+++ Data to examine +++
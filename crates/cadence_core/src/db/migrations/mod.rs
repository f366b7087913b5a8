//! Preference schema migrations.
//!
//! # Invariants
//! - `version` values must remain monotonic.
//! - Applied migration version is mirrored to `PRAGMA user_version`.

use crate::db::{DbError, DbResult};
use log::info;
use rusqlite::Connection;

#[derive(Debug, Clone, Copy)]
struct Migration {
    version: u32,
    sql: &'static str,
}

const MIGRATIONS: &[Migration] = &[Migration {
    version: 1,
    sql: include_str!("0001_preferences.sql"),
}];

/// Returns the latest migration version known by this binary.
pub fn latest_version() -> u32 {
    MIGRATIONS.last().map_or(0, |migration| migration.version)
}

/// Applies all pending migrations in one transaction.
pub fn apply_migrations(conn: &mut Connection) -> DbResult<()> {
    let current_version = current_user_version(conn)?;
    let latest = latest_version();

    if current_version > latest {
        return Err(DbError::UnsupportedSchemaVersion {
            db_version: current_version,
            latest_supported: latest,
        });
    }

    if current_version == latest {
        return Ok(());
    }

    let tx = conn.transaction()?;
    for migration in MIGRATIONS {
        if migration.version <= current_version {
            continue;
        }

        tx.execute_batch(migration.sql)?;
        tx.execute_batch(&format!("PRAGMA user_version = {};", migration.version))?;
    }
    tx.commit()?;

    info!(
        "event=db_migrate module=db status=ok from_version={} to_version={}",
        current_version, latest
    );
    Ok(())
}

fn current_user_version(conn: &Connection) -> DbResult<u32> {
    let version = conn.query_row("PRAGMA user_version;", [], |row| row.get::<_, u32>(0))?;
    Ok(version)
}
+++
→ Assignment
For this exercise, copy the lines from the one that contains "by this binary." through the last line of the records, exactly and only those.

→ Solution to the exercise
/// Returns the latest migration version known by this binary.
pub fn latest_version() -> u32 {
    MIGRATIONS.last().map_or(0, |migration| migration.version)
}

/// Applies all pending migrations in one transaction.
pub fn apply_migrations(conn: &mut Connection) -> DbResult<()> {
    let current_version = current_user_version(conn)?;
    let latest = latest_version();

    if current_version > latest {
        return Err(DbError::UnsupportedSchemaVersion {
            db_version: current_version,
            latest_supported: latest,
        });
    }

    if current_version == latest {
        return Ok(());
    }

    let tx = conn.transaction()?;
    for migration in MIGRATIONS {
        if migration.version <= current_version {
            continue;
        }

        tx.execute_batch(migration.sql)?;
        tx.execute_batch(&format!("PRAGMA user_version = {};", migration.version))?;
    }
    tx.commit()?;

    info!(
        "event=db_migrate module=db status=ok from_version={} to_version={}",
        current_version, latest
    );
    Ok(())
}

fn current_user_version(conn: &Connection) -> DbResult<u32> {
    let version = conn.query_row("PRAGMA user_version;", [], |row| row.get::<_, u32>(0))?;
    Ok(version)
}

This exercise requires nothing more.